En aras de encontrar aquello que el torrente confuso de información disponible solo ofrece a unos pocos, la búsqueda y la atención (el consumo) de los mensajes de mentalistas y videntes es lo que divierte la atención de muchos. Más allá de ser ciertas o falsas, las profecías atraen porque se escapan de las maneras “aburridas” (lo que significa en buena medida inaccesible) que el conocimiento posee en las sociedades marcadas por el desarrollo de la ciencia y la razón. Lo mistérico se vuelve un bien consumible al igual que muchos otros “productos” espirituales. En esa misma línea, también cabría plantear que todo parece indicar que el mundo natural, del que somos parte integral aunque la modernidad lo haya distanciado brutalmente de nuestra condición y lo haya convertido en cosa, ya no es percibido por muchos como un lugar en donde hallar respuestas. La superficie es eso mismo: ligereza, vacuidad y confusión provocada por oleadas de opiniones, cada una de ellas con pretensiones absolutas de verdad.
Ante una situación tal, una solución que se viste de grandes esperanzas es adentrarse en los confines de la tierra. Podrían, inclusive, rememorarse pasajes de la literatura antigua en los cuales a algún héroe que buscaba un conocimiento que nadie en su entorno podría brindarle era instado, por parte de diosxs u otros espíritus, a descender en busca del saber. Tales fueron los casos de Gilgamesh, Odiseo y Eneas, por mencionar algunos ejemplos. Sin embargo, la modernidad tardía no posee inframundos. Todos los selló para siempre y con ello pretendió que todo conocimiento “antipático” desapareciera. El leit motiv del inframundo como lugar de respuestas tan representativo de mucha de la literatura y mitología antiguas es sustituido por un mundo paralelo en el cual mucha de la información que no tiene cabida en las “superficies” o en el “mundo oficial” ahí la encuentra.

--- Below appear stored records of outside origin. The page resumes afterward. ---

//! Configuration file parser for ~/.config/announcer/config.toml.
//!
//! The config file is optional. A missing file yields `Config::default()`.
//! Unknown keys are accepted but logged as a warning, since they are most
//! likely typos.
use serde::Deserialize;
use std::path::Path;
use std::time::Duration;
use thiserror::Error;

use crate::feed::{FeederSettings, FetchOptions, ParseOptions, DEFAULT_FEED_URL, MAX_ITEMS};
use crate::feed::fetcher::{MAX_FEED_SIZE, REQUEST_TIMEOUT};
use crate::feed::parser::DEFAULT_PLACEHOLDER_LINK;
use crate::util::{validate_url, UrlValidationError, PREVIEW_CHARS};

// ============================================================================
// Error Types
// ============================================================================

#[derive(Debug, Error)]
pub enum ConfigError {
    #[error("Failed to read config file: {0}")]
    Io(#[from] std::io::Error),

    #[error("Invalid TOML in config file: {0}")]
    Parse(#[from] toml::de::Error),

    /// Config file exceeds maximum allowed size.
    #[error("Config file too large: {0}")]
    TooLarge(String),

    #[error("Invalid feed_url in config file: {0}")]
    InvalidFeedUrl(#[from] UrlValidationError),
}

// ============================================================================
// Configuration Structs
// ============================================================================

/// Top-level application configuration.
///
/// All fields use `#[serde(default)]` so any subset of keys can be specified.
/// Missing keys fall back to `Default::default()`.
#[derive(Debug, Clone, PartialEq, Deserialize)]
#[serde(default)]
pub struct Config {
    /// Feed endpoint to refresh from.
    pub feed_url: String,

    /// Blog home page. `alternate` links pointing here are not article
    /// links. An empty string disables the check.
    pub placeholder_link: String,

    /// Number of articles kept after each refresh.
    pub max_items: usize,

    /// Length of the plain-text preview, in characters.
    pub preview_chars: usize,

    /// Bound on the whole feed download.
    pub request_timeout_secs: u64,

    /// Largest feed body accepted, in bytes.
    pub max_feed_bytes: usize,
}

impl Default for Config {
    fn default() -> Self {
        Self {
            feed_url: DEFAULT_FEED_URL.to_string(),
            placeholder_link: DEFAULT_PLACEHOLDER_LINK.to_string(),
            max_items: MAX_ITEMS,
            preview_chars: PREVIEW_CHARS,
            request_timeout_secs: REQUEST_TIMEOUT.as_secs(),
            max_feed_bytes: MAX_FEED_SIZE,
        }
    }
}

impl Config {
    /// Maximum config file size (1 MB).
    const MAX_FILE_SIZE: u64 = 1_048_576;

    const KNOWN_KEYS: [&'static str; 6] = [
        "feed_url",
        "placeholder_link",
        "max_items",
        "preview_chars",
        "request_timeout_secs",
        "max_feed_bytes",
    ];

    /// Load configuration from a TOML file.
    ///
    /// - Missing file → `Ok(Config::default())`
    /// - Empty file → `Ok(Config::default())`
    /// - Invalid TOML → `Err(ConfigError::Parse)` with line number info
    /// - `feed_url` that is not http(s) → `Err(ConfigError::InvalidFeedUrl)`
    /// - Unknown keys → accepted, logged as warning
    pub fn load(path: &Path) -> Result<Self, ConfigError> {
        // Check size before reading so a huge file is never pulled into memory
        match std::fs::metadata(path) {
            Ok(meta) if meta.len() > Self::MAX_FILE_SIZE => {
                return Err(ConfigError::TooLarge(format!(
                    "Config file is {} bytes (max {} bytes)",
                    meta.len(),
                    Self::MAX_FILE_SIZE
                )));
            }
            Err(e) if e.kind() == std::io::ErrorKind::NotFound => {
                tracing::debug!(path = %path.display(), "No config file found, using defaults");
                return Ok(Self::default());
            }
            Err(e) => return Err(ConfigError::Io(e)),
            Ok(_) => {}
        }

        let content = match std::fs::read_to_string(path) {
            Ok(c) => c,
            Err(e) if e.kind() == std::io::ErrorKind::NotFound => {
                // File deleted between metadata and read
                tracing::debug!(path = %path.display(), "Config file disappeared, using defaults");
                return Ok(Self::default());
            }
            Err(e) => return Err(ConfigError::Io(e)),
        };

        Self::from_toml(&content)
    }

    /// Parse configuration from TOML text.
    pub fn from_toml(content: &str) -> Result<Self, ConfigError> {
        if content.trim().is_empty() {
            tracing::debug!("Config file is empty, using defaults");
            return Ok(Self::default());
        }

        if let Ok(raw) = content.parse::<toml::Table>() {
            for key in raw.keys() {
                if !Self::KNOWN_KEYS.contains(&key.as_str()) {
                    tracing::warn!(key = %key, "Unknown key in config file, ignoring");
                }
            }
        }

        let config: Config = toml::from_str(content)?;
        validate_url(&config.feed_url)?;
        tracing::info!(
            feed_url = %config.feed_url,
            max_items = config.max_items,
            "Loaded configuration"
        );
        Ok(config)
    }

    /// Settings for the refresh pipeline.
    pub fn feeder_settings(&self) -> FeederSettings {
        let placeholder_link = Some(self.placeholder_link.trim())
            .filter(|link| !link.is_empty())
            .map(str::to_string);

        FeederSettings {
            feed_url: self.feed_url.clone(),
            fetch: FetchOptions {
                timeout: Duration::from_secs(self.request_timeout_secs),
                max_bytes: self.max_feed_bytes,
            },
            parse: ParseOptions {
                placeholder_link,
                preview_chars: self.preview_chars,
            },
            max_items: self.max_items,
        }
    }
}

// ============================================================================
// Tests
// ============================================================================
//! Integration tests for the refresh cycle: cache restore, fetch, parse,
//! merge, finalize and persist.
//!
//! Each test runs against its own wiremock server and in-memory SQLite
//! database.

use announcer::feed::{FeedItem, Feeder, FeederEvent, FeederSettings, FetchError, RefreshError};
use announcer::storage::{Database, FeedCache};
use pretty_assertions::assert_eq;
use std::sync::Arc;
use std::time::Duration;
use tokio::sync::mpsc;
use wiremock::matchers::{method, path};
use wiremock::{Mock, MockServer, ResponseTemplate};

fn entry(id: usize, published: &str, html: &str) -> String {
    format!(
        r#"<entry>
  <id>tag:blogger.com,1999:blog-1.post-{id}</id>
  <published>{published}</published>
  <title type='text'>Post {id}</title>
  <content type='html'>{html}</content>
  <link rel='alternate' type='text/html'
        href='http://studentsblog.sst.edu.sg/2024/01/post-{id}.html' title='Post {id}'/>
  <author><name>Admin</name></author>
</entry>"#
    )
}

fn document(entries: &[String]) -> String {
    format!(
        r#"<?xml version='1.0' encoding='UTF-8'?>
<feed xmlns='http://www.w3.org/2005/Atom'>
  <title type='text'>SST Students' Blog</title>
  <link rel='alternate' type='text/html' href='http://studentsblog.sst.edu.sg/'/>
  {}
</feed>"#,
        entries.join("\n")
    )
}

/// Entry `id` published on day `id` of January 2024.
fn dated_entry(id: usize) -> String {
    entry(
        id,
        &format!("2024-01-{:02}T08:00:00.000+08:00", id),
        &format!("&lt;p&gt;Body {id}&lt;/p&gt;"),
    )
}

fn link(id: usize) -> String {
    format!("http://studentsblog.sst.edu.sg/2024/01/post-{id}.html")
}

async fn serve(server: &MockServer, body: String) {
    Mock::given(method("GET"))
        .and(path("/feed"))
        .respond_with(ResponseTemplate::new(200).set_body_string(body))
        .mount(server)
        .await;
}

async fn test_feeder(server: &MockServer) -> (FeedCache, Feeder) {
    let db = Database::open(":memory:").await.unwrap();
    let cache = FeedCache::new(db);
    let settings = FeederSettings {
        feed_url: format!("{}/feed", server.uri()),
        ..FeederSettings::default()
    };
    let feeder = Feeder::new(reqwest::Client::new(), cache.clone(), settings);
    (cache, feeder)
}

fn links(items: &[FeedItem]) -> Vec<String> {
    items.iter().map(|i| i.link.clone()).collect()
}

// ============================================================================
// Successful Refresh
// ============================================================================

#[tokio::test]
async fn test_refresh_sorts_truncates_and_persists() {
    let server = MockServer::start().await;
    // Shuffled order, more entries than the collection keeps
    let entries: Vec<String> = (1..=31)
        .rev()
        .step_by(2)
        .chain((2..=30).step_by(2))
        .map(dated_entry)
        .collect();
    assert_eq!(entries.len(), 31);
    serve(&server, document(&entries)).await;

    let (cache, feeder) = test_feeder(&server).await;
    let items = feeder.refresh().await.unwrap();

    assert_eq!(items.len(), 30);
    let expected: Vec<String> = (2..=31).rev().map(link).collect();
    assert_eq!(links(&items), expected);
    assert!(items.windows(2).all(|w| w[0].published >= w[1].published));

    assert_eq!(items[0].title, "Post 31");
    assert_eq!(items[0].author, "Admin");
    assert_eq!(items[0].raw_html_content, "<p>Body 31</p>");
    assert_eq!(items[0].stripped_html_content, "Body 31");

    assert_eq!(cache.load().await.unwrap(), items);
    assert_eq!(feeder.collection().snapshot(), items);
    assert!(!feeder.is_refreshing());
}

#[tokio::test]
async fn test_repeated_refresh_is_idempotent() {
    let server = MockServer::start().await;
    serve(&server, document(&[dated_entry(2), dated_entry(1)])).await;

    let (cache, feeder) = test_feeder(&server).await;
    let first = feeder.refresh().await.unwrap();
    let second = feeder.refresh().await.unwrap();

    assert_eq!(first, second);
    assert_eq!(second.len(), 2);
    assert_eq!(cache.load().await.unwrap(), second);
}

#[tokio::test]
async fn test_refresh_merges_with_cached_articles() {
    let server = MockServer::start().await;
    // Post 1 was edited since it was cached, post 3 is new
    let edited = entry(
        1,
        "2024-01-01T08:00:00.000+08:00",
        "&lt;p&gt;Corrected body&lt;/p&gt;",
    );
    serve(&server, document(&[dated_entry(3), edited])).await;

    let (cache, feeder) = test_feeder(&server).await;
    let stale = FeedItem {
        title: "Post 1".to_string(),
        link: link(1),
        author: "Admin".to_string(),
        published: Some(announcer::feed::parse_published("2024-01-01T08:00:00.000+08:00").unwrap()),
        raw_html_content: "<p>Body 1</p>".to_string(),
        stripped_html_content: "Body 1".to_string(),
    };
    let older = FeedItem {
        link: "http://studentsblog.sst.edu.sg/2023/12/older.html".to_string(),
        title: "Older".to_string(),
        published: Some(announcer::feed::parse_published("2023-12-01T08:00:00.000+08:00").unwrap()),
        ..FeedItem::default()
    };
    cache.save(&[stale, older]).await.unwrap();

    assert!(feeder.load_cached().await.unwrap());
    let items = feeder.refresh().await.unwrap();

    assert_eq!(
        links(&items),
        vec![
            link(3),
            link(1),
            "http://studentsblog.sst.edu.sg/2023/12/older.html".to_string()
        ]
    );
    assert_eq!(items[1].stripped_html_content, "Corrected body");
    assert_eq!(cache.load().await.unwrap(), items);
}

// ============================================================================
// Failures
// ============================================================================

#[tokio::test]
async fn test_http_error_leaves_cache_untouched() {
    let server = MockServer::start().await;
    Mock::given(method("GET"))
        .and(path("/feed"))
        .respond_with(ResponseTemplate::new(503))
        .expect(1)
        .mount(&server)
        .await;

    let (cache, feeder) = test_feeder(&server).await;
    let cached = vec![FeedItem {
        link: link(1),
        title: "Cached".to_string(),
        ..FeedItem::default()
    }];
    cache.save(&cached).await.unwrap();
    assert!(feeder.load_cached().await.unwrap());

    let err = feeder.refresh().await.unwrap_err();
    assert!(matches!(
        err,
        RefreshError::Network(FetchError::HttpStatus(503))
    ));
    assert_eq!(cache.load().await.unwrap(), cached);
    assert_eq!(feeder.collection().snapshot(), cached);
}

#[tokio::test]
async fn test_malformed_feed_keeps_partial_entries_without_persisting() {
    let server = MockServer::start().await;
    let body = format!(
        "<feed xmlns='http://www.w3.org/2005/Atom'>{}{}<entry><title>Cut off",
        dated_entry(1),
        dated_entry(2)
    );
    serve(&server, body).await;

    let (cache, feeder) = test_feeder(&server).await;
    let err = feeder.refresh().await.unwrap_err();

    assert!(matches!(err, RefreshError::Parse(_)));
    // Entries are merged as they close, ahead of the error
    assert_eq!(feeder.collection().len(), 2);
    assert!(cache.load().await.is_none());
}

#[tokio::test]
async fn test_concurrent_refresh_is_rejected_as_busy() {
    let server = MockServer::start().await;
    Mock::given(method("GET"))
        .and(path("/feed"))
        .respond_with(
            ResponseTemplate::new(200)
                .set_body_string(document(&[dated_entry(1)]))
                .set_delay(Duration::from_millis(500)),
        )
        .expect(1)
        .mount(&server)
        .await;

    let (cache, feeder) = test_feeder(&server).await;
    cache.save(&[FeedItem { link: link(9), ..FeedItem::default() }]).await.unwrap();
    let feeder = Arc::new(feeder);

    let background = {
        let feeder = Arc::clone(&feeder);
        tokio::spawn(async move { feeder.refresh().await })
    };
    for _ in 0..100 {
        if feeder.is_refreshing() {
            break;
        }
        tokio::time::sleep(Duration::from_millis(5)).await;
    }
    assert!(feeder.is_refreshing());

    let err = feeder.refresh().await.unwrap_err();
    assert!(matches!(err, RefreshError::Busy));

    // The cached snapshot must not replace the collection mid-refresh
    let err = feeder.load_cached().await.unwrap_err();
    assert!(matches!(err, RefreshError::Busy));
    assert!(feeder.collection().is_empty());

    let items = background.await.unwrap().unwrap();
    assert_eq!(links(&items), vec![link(1)]);
    assert!(!feeder.is_refreshing());
}

// ============================================================================
// Events
// ============================================================================

#[tokio::test]
async fn test_spawned_refresh_reports_progress_then_finished() {
    let server = MockServer::start().await;
    let entries: Vec<String> = (1..=20).map(dated_entry).collect();
    serve(&server, document(&entries)).await;

    let (tx, mut rx) = mpsc::channel(256);
    let (cache, feeder) = test_feeder(&server).await;
    cache.save(&[FeedItem { link: link(1), ..FeedItem::default() }]).await.unwrap();
    let feeder = Arc::new(feeder.with_events(tx));

    assert!(feeder.load_cached().await.unwrap());
    assert!(matches!(rx.recv().await, Some(FeederEvent::LoadedFromCache)));

    let handle = feeder.spawn_refresh();
    let mut progress = Vec::new();
    let finished = loop {
        match rx.recv().await {
            Some(FeederEvent::Progress(fraction)) => progress.push(fraction),
            Some(FeederEvent::Finished(result)) => break result,
            Some(FeederEvent::LoadedFromCache) => panic!("unexpected cache event"),
            None => panic!("event channel closed before Finished"),
        }
    };
    handle.await.unwrap();

    let items = finished.unwrap();
    assert_eq!(items.len(), 20);
    assert!(!progress.is_empty());
    assert!(progress.windows(2).all(|w| w[0] <= w[1]));
    assert!(progress.iter().all(|f| (0.0..=1.0).contains(f)));
}

#[tokio::test]
async fn test_load_cached_without_snapshot_sends_nothing() {
    let server = MockServer::start().await;
    let (tx, mut rx) = mpsc::channel(8);
    let (_cache, feeder) = test_feeder(&server).await;
    let feeder = feeder.with_events(tx);

    assert!(!feeder.load_cached().await.unwrap());
    assert!(feeder.collection().is_empty());
    assert!(rx.try_recv().is_err());
}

Es el ciberespacio el que en última instancia sustituye, a la luz del criterio de millones de personas, aquel mundo oculto en las profundidades de la tierra del cual se pensaba como inundado de verdades. Las experiencias de la modernidad se muestran cada vez más incapaces de ofrecer respuestas porque subestimaron todo el desconocimiento que la naturaleza misma puede entrañar. De ahí que para muchxs, prestar atención a espectacularizantes formas de sabiduría a través de Internet sea mucho más promisorio, etiológico y atractivo que intentar sumirse en estanques de información científica que, aunque no deja de ser importante para muchos, para tantos otros lejos de convencer lo que provoca es aturdimiento y confusión.